Islam telah menuntaskan al-'Uqdah al-Kubra, menguraikan dan memecahkannya untuk manusia dengan cara yang manusiawi; sesuai dengan fitrah, logis; memuaskan 'aqal, serta memberikan ketenangan qalbu. Dan untuk masuk agama Islam, hal itu tergantung kepada ikrar terhadap pemecahan ini, yaitu ikrar yang muncul dari 'aqal (pemikiran yang dihasilkan melalui proses berpikir cemerlang). Karena itu, Islam dibangun di atas satu dasar, yaitu aqidah.
Aqidah menjelaskan bahwa di balik semesta alam, manusia, dan kehidupan, terdapat Al-Khaliq (Sang Pencipta) yang telah menciptakan ketiganya, serta yang telah menciptakan segala sesuatu lainnya, Dialah Allah Ta'ala. Bahwasanya Sang Pencipta telah menciptakan segala sesuatu dari tidak ada, menjadi ada. Ia bersifat Wajibul Wujud, wajib adanya. Sebab, kalau tidak demikian, berarti Ia tidak mampu menjadi Al-Khaliq.

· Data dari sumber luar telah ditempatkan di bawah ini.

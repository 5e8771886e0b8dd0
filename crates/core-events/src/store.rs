//! The append-only event store and its query sub-language.
//!
//! The store is a per-iteration log of memory events. Appends take the single
//! writer lock; queries copy the log out under a reader lock, so a query view
//! is immune to concurrent appends and can be restarted or refined freely.
//!
//! The query shape follows `select().where_(pred).get()`: `where_` composes
//! predicates over `(iteration, event)` pairs, `get` materializes an
//! [`EventSet`] view that itself supports further `select()` refinement.

use crate::{EventError, EventResult, MemoryEvent};
use std::collections::BTreeMap;
use std::sync::{Arc, PoisonError, RwLock};
use tracing::debug;

type Item = (u32, MemoryEvent);
type Predicate = Arc<dyn Fn(&Item) -> bool + Send + Sync>;

#[derive(Default)]
struct StoreInner {
    iteration: u32,
    events: BTreeMap<u32, Vec<MemoryEvent>>,
}

/// Append-only multimap `iteration → events`.
#[derive(Default)]
pub struct EventStore {
    inner: RwLock<StoreInner>,
}

impl EventStore {
    pub fn new() -> Self {
        Self::default()
    }

    /// Append an event to the current iteration, stamping it.
    pub fn submit(&self, mut event: MemoryEvent) {
        let mut inner = self.inner.write().unwrap_or_else(PoisonError::into_inner);
        event.iteration = inner.iteration;
        let iteration = inner.iteration;
        inner.events.entry(iteration).or_default().push(event);
    }

    pub fn iteration(&self) -> u32 {
        self.inner
            .read()
            .unwrap_or_else(PoisonError::into_inner)
            .iteration
    }

    /// Advance the iteration marker. Returns the new iteration number.
    pub fn new_iteration(&self) -> u32 {
        let mut inner = self.inner.write().unwrap_or_else(PoisonError::into_inner);
        inner.iteration += 1;
        debug!(target: "events.store", iteration = inner.iteration, "iteration marker");
        inner.iteration
    }

    /// Force the iteration counter. Rewinding onto an iteration that already
    /// holds events would double-book it, which is a conflict.
    pub fn set_iteration(&self, iteration: u32) -> EventResult<()> {
        let mut inner = self.inner.write().unwrap_or_else(PoisonError::into_inner);
        if iteration < inner.iteration && inner.events.contains_key(&iteration) {
            return Err(EventError::Conflict(iteration));
        }
        inner.iteration = iteration;
        Ok(())
    }

    /// Begin a query over a snapshot of the whole log. Items are ordered by
    /// iteration, then timestamp within an iteration.
    pub fn select(&self) -> EventQuery {
        let inner = self.inner.read().unwrap_or_else(PoisonError::into_inner);
        let mut items: Vec<Item> = Vec::new();
        for (&iteration, events) in &inner.events {
            for event in events {
                items.push((iteration, event.clone()));
            }
        }
        let items = Arc::new(items);
        let selected = (0..items.len()).collect();
        EventQuery {
            items,
            base: Arc::new(selected),
            predicate: None,
        }
    }
}

/// A composable query: a base selection plus an optional conjunction of
/// predicates. Nothing is evaluated until `get`.
pub struct EventQuery {
    items: Arc<Vec<Item>>,
    base: Arc<Vec<usize>>,
    predicate: Option<Predicate>,
}

impl EventQuery {
    /// Conjoin a predicate over `(iteration, event)`.
    pub fn where_<F>(self, pred: F) -> Self
    where
        F: Fn(&Item) -> bool + Send + Sync + 'static,
    {
        let predicate: Predicate = match self.predicate {
            None => Arc::new(pred),
            Some(prev) => Arc::new(move |item| prev(item) && pred(item)),
        };
        Self {
            items: self.items,
            base: self.base,
            predicate: Some(predicate),
        }
    }

    /// Materialize the view.
    pub fn get(self) -> EventSet {
        let selected = match &self.predicate {
            None => self.base.as_ref().clone(),
            Some(pred) => self
                .base
                .iter()
                .copied()
                .filter(|&i| pred(&self.items[i]))
                .collect(),
        };
        EventSet {
            items: self.items,
            selected: Arc::new(selected),
        }
    }
}

/// A restartable view over selected events. Cheap to clone; refinable via
/// `select()`.
#[derive(Clone)]
pub struct EventSet {
    items: Arc<Vec<Item>>,
    selected: Arc<Vec<usize>>,
}

impl EventSet {
    /// Refine this view with further predicates.
    pub fn select(&self) -> EventQuery {
        EventQuery {
            items: self.items.clone(),
            base: self.selected.clone(),
            predicate: None,
        }
    }

    pub fn iter(&self) -> impl Iterator<Item = &Item> + '_ {
        self.selected.iter().map(move |&i| &self.items[i])
    }

    pub fn first(&self) -> Option<&Item> {
        self.selected.first().map(|&i| &self.items[i])
    }

    pub fn last(&self) -> Option<&Item> {
        self.selected.last().map(|&i| &self.items[i])
    }

    pub fn len(&self) -> usize {
        self.selected.len()
    }

    pub fn is_empty(&self) -> bool {
        self.selected.is_empty()
    }
}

Ia bukanlah makhluk, karena sifat-Nya sebagai Pencipta memastikan bahwa diri-Nya bukan makhluk. Pasti pula bahwa Ia Wajibul Wujud, karena segala sesuatu menyandarkan wujud kepada diri-Nya; sementara Allah tidak bersandar kepada apapun.

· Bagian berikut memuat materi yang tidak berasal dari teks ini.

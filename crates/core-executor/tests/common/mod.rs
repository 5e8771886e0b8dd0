#![allow(dead_code)] // Shared across test binaries; each uses a subset.

//! A sectioned fake memory manager with checksum payloads.
//!
//! Device memory is a bounded first-fit pool; host memory is unbounded. Every
//! allocation carries a `u64` payload standing in for its bytes, so tests can
//! assert that swap round-trips preserve content without real device memory.

use core_executor::MemoryManager;
use core_layout::{MemoryError, MemoryResult};
use core_status::MemoryInfo;
use std::collections::BTreeMap;
use std::sync::atomic::{AtomicUsize, Ordering};
use std::sync::{Mutex, PoisonError};

#[derive(Debug, Clone)]
struct Allocation {
    size: usize,
    payload: u64,
}

#[derive(Default)]
struct Pool {
    regions: BTreeMap<usize, Allocation>,
}

impl Pool {
    fn in_use(&self) -> usize {
        self.regions.values().map(|a| a.size).sum()
    }

    fn overlaps(&self, address: usize, size: usize) -> bool {
        if let Some((&start, region)) = self.regions.range(..address + size).next_back() {
            if start + region.size > address {
                return true;
            }
        }
        false
    }

    /// Payload of the allocation covering `address`.
    fn covering(&self, address: usize) -> Option<u64> {
        let (&start, region) = self.regions.range(..=address).next_back()?;
        if start + region.size > address {
            Some(region.payload)
        } else {
            None
        }
    }

    /// Stamp the payload of the allocation covering `address`.
    fn stamp_covering(&mut self, address: usize, payload: u64) -> Option<()> {
        let (&start, _) = self.regions.range(..=address).next_back()?;
        let region = self.regions.get_mut(&start)?;
        if start + region.size > address {
            region.payload = payload;
            Some(())
        } else {
            None
        }
    }

    /// Lowest gap fitting `size` within `[base, base + capacity)`.
    fn first_fit(&self, base: usize, capacity: usize, size: usize) -> Option<usize> {
        let mut cursor = base;
        for (&start, region) in self.regions.range(base..) {
            if start.saturating_sub(cursor) >= size {
                return Some(cursor);
            }
            cursor = start + region.size;
        }
        if base + capacity >= cursor + size {
            Some(cursor)
        } else {
            None
        }
    }
}

pub struct SectionedManager {
    device: Mutex<Pool>,
    host: Mutex<Pool>,
    info: MemoryInfo,
    host_cursor: AtomicUsize,
    copied_in: AtomicUsize,
    copied_out: AtomicUsize,
}

/// Host addresses live far above any device block.
const HOST_BASE: usize = 1 << 40;

impl SectionedManager {
    pub fn new(device_capacity: usize) -> Self {
        Self {
            device: Mutex::new(Pool::default()),
            host: Mutex::new(Pool::default()),
            info: MemoryInfo::with_sizes(device_capacity, 1 << 30),
            host_cursor: AtomicUsize::new(HOST_BASE),
            copied_in: AtomicUsize::new(0),
            copied_out: AtomicUsize::new(0),
        }
    }

    pub fn with_align(mut self, align: usize) -> Self {
        self.info.device.align_size = align;
        self
    }

    pub fn with_transient(mut self, address: usize, size: usize) -> Self {
        self.info.device.transient_block = core_status::MemoryBlock::new(address, size);
        self
    }

    fn in_managed_range(&self, address: usize, size: usize) -> bool {
        let common = &self.info.device.common_block;
        let transient = &self.info.device.transient_block;
        (address >= common.address && address + size <= common.end())
            || (transient.size > 0
                && address >= transient.address
                && address + size <= transient.end())
    }

    pub fn device_in_use(&self) -> usize {
        self.device
            .lock()
            .unwrap_or_else(PoisonError::into_inner)
            .in_use()
    }

    pub fn host_in_use(&self) -> usize {
        self.host
            .lock()
            .unwrap_or_else(PoisonError::into_inner)
            .in_use()
    }

    /// Total bytes moved host → device / device → host so far.
    pub fn traffic(&self) -> (usize, usize) {
        (
            self.copied_in.load(Ordering::SeqCst),
            self.copied_out.load(Ordering::SeqCst),
        )
    }

    /// Stamp the payload of a device allocation.
    pub fn write_device(&self, address: usize, payload: u64) {
        let mut device = self.device.lock().unwrap_or_else(PoisonError::into_inner);
        if let Some(region) = device.regions.get_mut(&address) {
            region.payload = payload;
        }
    }

    pub fn read_device(&self, address: usize) -> Option<u64> {
        let device = self.device.lock().unwrap_or_else(PoisonError::into_inner);
        device.regions.get(&address).map(|r| r.payload)
    }
}

impl MemoryManager for SectionedManager {
    fn allocate_device(&self, size: usize) -> MemoryResult<usize> {
        let mut device = self.device.lock().unwrap_or_else(PoisonError::into_inner);
        let base = self.info.device.common_block.address;
        let capacity = self.info.device.common_block.size;
        let address = device
            .first_fit(base, capacity, size)
            .ok_or(MemoryError::DeviceInsufficient(size))?;
        device.regions.insert(address, Allocation { size, payload: 0 });
        Ok(address)
    }

    fn allocate_host(&self, size: usize) -> MemoryResult<usize> {
        // The gap keeps separate host allocations non-contiguous, mirroring
        // a real pinned-memory allocator's headers.
        let address = self.host_cursor.fetch_add(size.max(1) + 64, Ordering::SeqCst);
        let mut host = self.host.lock().unwrap_or_else(PoisonError::into_inner);
        host.regions.insert(address, Allocation { size, payload: 0 });
        Ok(address)
    }

    fn copy_in(&self, host_address: usize, device_address: usize, size: usize) -> MemoryResult<()> {
        let payload = {
            let host = self.host.lock().unwrap_or_else(PoisonError::into_inner);
            host.covering(host_address)
                .ok_or(MemoryError::Unmanaged(host_address))?
        };
        let mut device = self.device.lock().unwrap_or_else(PoisonError::into_inner);
        device
            .stamp_covering(device_address, payload)
            .ok_or(MemoryError::Unmanaged(device_address))?;
        self.copied_in.fetch_add(size, Ordering::SeqCst);
        Ok(())
    }

    fn copy_out(
        &self,
        device_address: usize,
        host_address: usize,
        size: usize,
    ) -> MemoryResult<()> {
        let payload = {
            let device = self.device.lock().unwrap_or_else(PoisonError::into_inner);
            device
                .covering(device_address)
                .ok_or(MemoryError::Unmanaged(device_address))?
        };
        let mut host = self.host.lock().unwrap_or_else(PoisonError::into_inner);
        host.stamp_covering(host_address, payload)
            .ok_or(MemoryError::Unmanaged(host_address))?;
        self.copied_out.fetch_add(size, Ordering::SeqCst);
        Ok(())
    }

    fn free_device(&self, address: usize) -> MemoryResult<()> {
        let mut device = self.device.lock().unwrap_or_else(PoisonError::into_inner);
        device
            .regions
            .remove(&address)
            .map(|_| ())
            .ok_or(MemoryError::NotAllocated(address))
    }

    fn free_host(&self, address: usize) -> MemoryResult<()> {
        let mut host = self.host.lock().unwrap_or_else(PoisonError::into_inner);
        host.regions
            .remove(&address)
            .map(|_| ())
            .ok_or(MemoryError::NotAllocated(address))
    }

    fn supports_sections(&self) -> bool {
        true
    }

    fn salloc(&self, address: usize, size: usize) -> MemoryResult<usize> {
        let mut device = self.device.lock().unwrap_or_else(PoisonError::into_inner);
        if !self.in_managed_range(address, size) || device.overlaps(address, size) {
            return Err(MemoryError::DeviceInsufficient(size));
        }
        device.regions.insert(address, Allocation { size, payload: 0 });
        Ok(address)
    }

    fn split(&self, address: usize, size: usize) -> MemoryResult<usize> {
        let mut device = self.device.lock().unwrap_or_else(PoisonError::into_inner);
        let region = device
            .regions
            .get_mut(&address)
            .ok_or(MemoryError::NotAllocated(address))?;
        if region.size <= size {
            return Err(MemoryError::OperationInvalid(
                address,
                "split beyond region".to_string(),
            ));
        }
        let payload = region.payload;
        let right_size = region.size - size;
        region.size = size;
        device.regions.insert(
            address + size,
            Allocation {
                size: right_size,
                payload,
            },
        );
        Ok(address + size)
    }

    fn merge(&self, left: usize, right: usize) -> bool {
        let mut device = self.device.lock().unwrap_or_else(PoisonError::into_inner);
        let Some(left_region) = device.regions.get(&left) else {
            return false;
        };
        if left + left_region.size != right || !device.regions.contains_key(&right) {
            return false;
        }
        let Some(right_region) = device.regions.remove(&right) else {
            return false;
        };
        if let Some(left_region) = device.regions.get_mut(&left) {
            left_region.size += right_region.size;
            left_region.payload = left_region.payload.wrapping_add(right_region.payload);
        }
        true
    }

    fn copy_device(&self, src: usize, dst: usize, size: usize) -> MemoryResult<()> {
        let _ = size;
        let mut device = self.device.lock().unwrap_or_else(PoisonError::into_inner);
        let payload = device.covering(src).ok_or(MemoryError::Unmanaged(src))?;
        device
            .stamp_covering(dst, payload)
            .ok_or(MemoryError::Unmanaged(dst))?;
        Ok(())
    }

    fn memory_info(&self) -> MemoryInfo {
        self.info.clone()
    }
}

/// A single-section manager: same pools, no section capabilities.
pub struct PlainManager(pub SectionedManager);

impl PlainManager {
    pub fn new(device_capacity: usize) -> Self {
        Self(SectionedManager::new(device_capacity))
    }
}

impl MemoryManager for PlainManager {
    fn allocate_device(&self, size: usize) -> MemoryResult<usize> {
        self.0.allocate_device(size)
    }

    fn allocate_host(&self, size: usize) -> MemoryResult<usize> {
        self.0.allocate_host(size)
    }

    fn copy_in(&self, host_address: usize, device_address: usize, size: usize) -> MemoryResult<()> {
        self.0.copy_in(host_address, device_address, size)
    }

    fn copy_out(
        &self,
        device_address: usize,
        host_address: usize,
        size: usize,
    ) -> MemoryResult<()> {
        self.0.copy_out(device_address, host_address, size)
    }

    fn free_device(&self, address: usize) -> MemoryResult<()> {
        self.0.free_device(address)
    }

    fn free_host(&self, address: usize) -> MemoryResult<()> {
        self.0.free_host(address)
    }

    fn memory_info(&self) -> MemoryInfo {
        self.0.memory_info()
    }
}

Adapun keharusan adanya Pencipta yang menciptakan segala sesuatu, maka 'aqal hanya mampu menjangkau pemikiran tentang manusia, kehidupan dan semesta alam. Ketiga unsur ini bersifat terbatas, lemah, serba kurang, dan saling membutuhkan kepada yang lain. Manusia terbatas, karena ia tumbuh dan berkembang sampai pada batas tertentu yang tidak dapat dilampuinya lagi, maka manusia bersifat terbatas. Kehidupan terbatas, karena penampakannya bersifat individual. Fakta yang terindera selalu menunjukkan bahwa hidup ini berakhir pada satu individu saja. Jadi, hidup juga bersifat terbatas. Semesta alam terbatas. Sebab, semesta alam merupakan himpunan benda-benda angkasa, yang setiap bendanya memiliki keterbatasan. Himpunan segala sesuatu yang terbatas, tentu terbatas pula sifatnya. Jadi, alam semesta pun bersifat terbatas. Walhasil, manusia, kehidupan, dan semesta alam, ketiganya bersifat terbatas.
Tatkala kita mengamati sesuatu yang terbatas, kita mendapatinya bukan azali. Sebab, jika ia Azali, tentu bersifat tidak terbatas. Maka, sesuatu yang terbatas haruslah diciptakan oleh "sesuatu yang lain". Dan "sesuatu yang lain" ini, Dialah Al-Khaliq yang menciptakan manusia, kehidupan dan semesta alam. Dan Al-Khaliq ini, baik Ia diciptakan oleh yang lain, atau Ia menciptakan diri-Nya sendiri, atau Ia bersifat Azali dan Wajibul Wujud, maka akan dibahas satu persatu.
Adapun pernyataan bahwa Ia diciptakan oleh yang lain, ini pernyataan yang bathil. Karena, jika Ia diciptakan, artinya Ia bersifat terbatas, (sementara Al-Khaliq mustahil bersifat terbatas). Adapun pernyataan bahwa Ia menciptakan diri-Nya sendiri, ini juga bathil, karena, ia memerankan sebagai makhluq (yang diciptakan), sekaligus berperan sebagai Al-Khaliq (yang menciptakan) dalam satu waktu yang bersamaan, hal ini merupakan pernyataan yang tertolak oleh nalar. Maka, Al-Khaliq harus bersifat Azali dan Wajibul Wujud, Dialah Allah Ta'ala.